■ DATA RECORDS:
----
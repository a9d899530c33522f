//! Post entity for SeaORM.

use sea_orm::Set;
use sea_orm::entity::prelude::*;

#[derive(Clone, Debug, PartialEq, Eq, DeriveEntityModel)]
#[sea_orm(table_name = "posts")]
pub struct Model {
    #[sea_orm(primary_key, auto_increment = false)]
    pub id: Uuid,
    #[sea_orm(column_type = "Text")]
    pub text: String,
    pub author_id: Uuid,
    pub group_id: Option<Uuid>,
    pub image: Option<String>,
    pub created_at: DateTimeWithTimeZone,
}

#[derive(Copy, Clone, Debug, EnumIter, DeriveRelation)]
pub enum Relation {
    #[sea_orm(
        belongs_to = "super::user::Entity",
        from = "Column::AuthorId",
        to = "super::user::Column::Id",
        on_update = "Cascade",
        on_delete = "Cascade"
    )]
    User,
    #[sea_orm(
        belongs_to = "super::group::Entity",
        from = "Column::GroupId",
        to = "super::group::Column::Id",
        on_update = "Cascade",
        on_delete = "Cascade"
    )]
    Group,
    #[sea_orm(has_many = "super::comment::Entity")]
    Comment,
}

impl Related<super::user::Entity> for Entity {
    fn to() -> RelationDef {
        Relation::User.def()
    }
}

impl Related<super::group::Entity> for Entity {
    fn to() -> RelationDef {
        Relation::Group.def()
    }
}

impl Related<super::comment::Entity> for Entity {
    fn to() -> RelationDef {
        Relation::Comment.def()
    }
}

impl ActiveModelBehavior for ActiveModel {}

impl From<Model> for scribe_core::domain::Post {
    fn from(model: Model) -> Self {
        Self {
            id: model.id,
            text: model.text,
            author_id: model.author_id,
            group_id: model.group_id,
            image: model.image,
            created_at: model.created_at.into(),
        }
    }
}

impl From<scribe_core::domain::Post> for ActiveModel {
    fn from(post: scribe_core::domain::Post) -> Self {
        Self {
            id: Set(post.id),
            text: Set(post.text),
            author_id: Set(post.author_id),
            group_id: Set(post.group_id),
            image: Set(post.image),
            created_at: Set(post.created_at.into()),
        }
    }
}
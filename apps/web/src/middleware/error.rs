//! Error handling - every failure renders as an HTML page.

use actix_web::http::header::ContentType;
use actix_web::{HttpResponse, ResponseError, http::StatusCode};
use askama::Template;

use scribe_core::error::{DomainError, RepoError};
use scribe_core::ports::StorageError;

use crate::templates::{ErrorTemplate, NotFoundTemplate};

/// Application-level error type rendered through the error templates.
#[derive(Debug, thiserror::Error)]
pub enum AppError {
    #[error("Not found: {0}")]
    NotFound(String),

    #[error("Bad request: {0}")]
    BadRequest(String),

    #[error("Forbidden")]
    Forbidden,

    #[error("Internal error: {0}")]
    Internal(String),
}

impl AppError {
    fn page(&self) -> Result<String, askama::Error> {
        match self {
            AppError::NotFound(_) => NotFoundTemplate { viewer: None }.render(),
            other => ErrorTemplate {
                viewer: None,
                status: other.status_code().as_u16(),
                title: other
                    .status_code()
                    .canonical_reason()
                    .unwrap_or("Error")
                    .to_string(),
            }
            .render(),
        }
    }
}

impl ResponseError for AppError {
    fn status_code(&self) -> StatusCode {
        match self {
            AppError::NotFound(_) => StatusCode::NOT_FOUND,
            AppError::BadRequest(_) => StatusCode::BAD_REQUEST,
            AppError::Forbidden => StatusCode::FORBIDDEN,
            AppError::Internal(_) => StatusCode::INTERNAL_SERVER_ERROR,
        }
    }

    fn error_response(&self) -> HttpResponse {
        match self {
            AppError::NotFound(detail) => tracing::debug!("Not found: {}", detail),
            AppError::Internal(detail) => tracing::error!("Internal error: {}", detail),
            other => tracing::warn!("{}", other),
        }

        let body = self.page().unwrap_or_else(|e| {
            tracing::error!("Failed to render error page: {}", e);
            self.status_code().to_string()
        });

        HttpResponse::build(self.status_code())
            .content_type(ContentType::html())
            .body(body)
    }
}

impl From<DomainError> for AppError {
    fn from(err: DomainError) -> Self {
        match err {
            DomainError::NotFound { .. } => AppError::NotFound(err.to_string()),
            DomainError::Validation(msg) => AppError::BadRequest(msg),
            DomainError::Forbidden => AppError::Forbidden,
        }
    }
}

impl From<RepoError> for AppError {
    fn from(err: RepoError) -> Self {
        match err {
            RepoError::NotFound => AppError::NotFound("Resource not found".to_string()),
            RepoError::Constraint(msg) => AppError::BadRequest(msg),
            RepoError::Connection(msg) => {
                AppError::Internal(format!("Database connection error: {msg}"))
            }
            RepoError::Query(msg) => AppError::Internal(format!("Database query error: {msg}")),
        }
    }
}

impl From<StorageError> for AppError {
    fn from(err: StorageError) -> Self {
        AppError::Internal(format!("Media storage error: {err}"))
    }
}

impl From<askama::Error> for AppError {
    fn from(err: askama::Error) -> Self {
        AppError::Internal(format!("Template error: {err}"))
    }
}

/// Result type alias for handlers.
pub type AppResult<T> = Result<T, AppError>;
use std::collections::BTreeMap;

use chrono::Utc;
use sea_orm::{DatabaseBackend, MockDatabase, MockExecResult, Value};
use uuid::Uuid;

use scribe_core::domain::{Comment, PageRequest, Post};
use scribe_core::error::RepoError;
use scribe_core::ports::{
    BaseRepository, CommentRepository, GroupRepository, PostRepository, UserRepository,
};

use super::entity::{comment, group, post, user};
use super::postgres_repo::{
    PostgresCommentRepository, PostgresGroupRepository, PostgresPostRepository,
    PostgresUserRepository,
};

fn user_model(username: &str) -> user::Model {
    user::Model {
        id: Uuid::new_v4(),
        username: username.to_owned(),
        email: format!("{username}@example.com"),
        first_name: String::new(),
        last_name: String::new(),
        password_hash: "hash".to_owned(),
        created_at: Utc::now().into(),
    }
}

fn post_model(author_id: Uuid, text: &str, group_id: Option<Uuid>) -> post::Model {
    post::Model {
        id: Uuid::new_v4(),
        text: text.to_owned(),
        author_id,
        group_id,
        image: None,
        created_at: Utc::now().into(),
    }
}

fn group_model(slug: &str) -> group::Model {
    group::Model {
        id: Uuid::new_v4(),
        title: slug.to_uppercase(),
        slug: slug.to_owned(),
        description: None,
    }
}

fn count_row(n: i64) -> BTreeMap<&'static str, Value> {
    BTreeMap::from([("num_items", Value::BigInt(Some(n)))])
}

#[tokio::test]
async fn test_find_post_by_id() {
    let author = user_model("pavel");
    let model = post_model(author.id, "Test text", None);

    let db = MockDatabase::new(DatabaseBackend::Postgres)
        .append_query_results([vec![model.clone()]])
        .into_connection();

    let repo = PostgresPostRepository::new(db);
    let found: Option<Post> = repo.find_by_id(model.id).await.unwrap();

    let found = found.unwrap();
    assert_eq!(found.id, model.id);
    assert_eq!(found.text, "Test text");
    assert_eq!(found.author_id, author.id);
}

#[tokio::test]
async fn test_insert_comment_returns_saved_row() {
    let comment = Comment::new(Uuid::new_v4(), Uuid::new_v4(), "Nice".into());
    let saved = comment::Model {
        id: comment.id,
        post_id: comment.post_id,
        author_id: comment.author_id,
        text: comment.text.clone(),
        created_at: comment.created_at.into(),
    };

    let db = MockDatabase::new(DatabaseBackend::Postgres)
        .append_query_results([vec![saved]])
        .into_connection();

    let repo = PostgresCommentRepository::new(db);
    let result = repo.insert(comment.clone()).await.unwrap();
    assert_eq!(result.id, comment.id);
    assert_eq!(result.text, "Nice");
}

#[tokio::test]
async fn test_delete_missing_post_is_not_found() {
    let db = MockDatabase::new(DatabaseBackend::Postgres)
        .append_exec_results([MockExecResult {
            last_insert_id: 0,
            rows_affected: 0,
        }])
        .into_connection();

    let repo = PostgresPostRepository::new(db);
    let result = BaseRepository::<Post, Uuid>::delete(&repo, Uuid::new_v4()).await;
    assert!(matches!(result, Err(RepoError::NotFound)));
}

#[tokio::test]
async fn test_find_user_by_username() {
    let model = user_model("pavel");
    let db = MockDatabase::new(DatabaseBackend::Postgres)
        .append_query_results([vec![model.clone()], vec![]])
        .into_connection();

    let repo = PostgresUserRepository::new(db);
    let found = repo.find_by_username("pavel").await.unwrap().unwrap();
    assert_eq!(found.id, model.id);
    assert!(repo.find_by_username("nobody").await.unwrap().is_none());
}

#[tokio::test]
async fn test_find_group_by_slug() {
    let model = group_model("cats");
    let db = MockDatabase::new(DatabaseBackend::Postgres)
        .append_query_results([vec![model.clone()]])
        .into_connection();

    let repo = PostgresGroupRepository::new(db);
    let found = repo.find_by_slug("cats").await.unwrap().unwrap();
    assert_eq!(found.id, model.id);
    assert_eq!(found.title, "CATS");
}

#[tokio::test]
async fn test_page_all_attaches_authors_and_groups() {
    let author = user_model("pavel");
    let cats = group_model("cats");
    let grouped = post_model(author.id, "grouped", Some(cats.id));
    let plain = post_model(author.id, "plain", None);

    let db = MockDatabase::new(DatabaseBackend::Postgres)
        .append_query_results([vec![count_row(2)]])
        .append_query_results([vec![grouped.clone(), plain.clone()]])
        .append_query_results([vec![author.clone()]])
        .append_query_results([vec![cats.clone()]])
        .into_connection();

    let repo = PostgresPostRepository::new(db);
    let page = repo.page_all(&PageRequest::first(10)).await.unwrap();

    assert_eq!(page.total_items, 2);
    assert_eq!(page.number, 1);
    assert_eq!(page.items.len(), 2);
    assert_eq!(page.items[0].author, "pavel");
    assert_eq!(page.items[0].group.as_ref().map(|g| g.slug.as_str()), Some("cats"));
    assert!(page.items[1].group.is_none());
}

#[tokio::test]
async fn test_find_by_author_and_id_with_wrong_author() {
    let db = MockDatabase::new(DatabaseBackend::Postgres)
        .append_query_results([Vec::<user::Model>::new()])
        .into_connection();

    let repo = PostgresPostRepository::new(db);
    let found = repo
        .find_by_author_and_id("nobody", Uuid::new_v4())
        .await
        .unwrap();
    assert!(found.is_none());
}

#[tokio::test]
async fn test_list_comments_for_post() {
    let author = user_model("reader");
    let post_id = Uuid::new_v4();
    let first = comment::Model {
        id: Uuid::new_v4(),
        post_id,
        author_id: author.id,
        text: "first".into(),
        created_at: Utc::now().into(),
    };

    let db = MockDatabase::new(DatabaseBackend::Postgres)
        .append_query_results([vec![first]])
        .append_query_results([vec![author]])
        .into_connection();

    let repo = PostgresCommentRepository::new(db);
    let comments = repo.list_for_post(post_id).await.unwrap();
    assert_eq!(comments.len(), 1);
    assert_eq!(comments[0].author, "reader");
    assert_eq!(comments[0].comment.text, "first");
}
----
■ INSTRUCTIONS FOR THE TASK:
Copy all the lines from the data above that hold the word "title".

■ TASK ANSWER:
                title: other
        title: slug.to_uppercase(),
    assert_eq!(found.title, "CATS");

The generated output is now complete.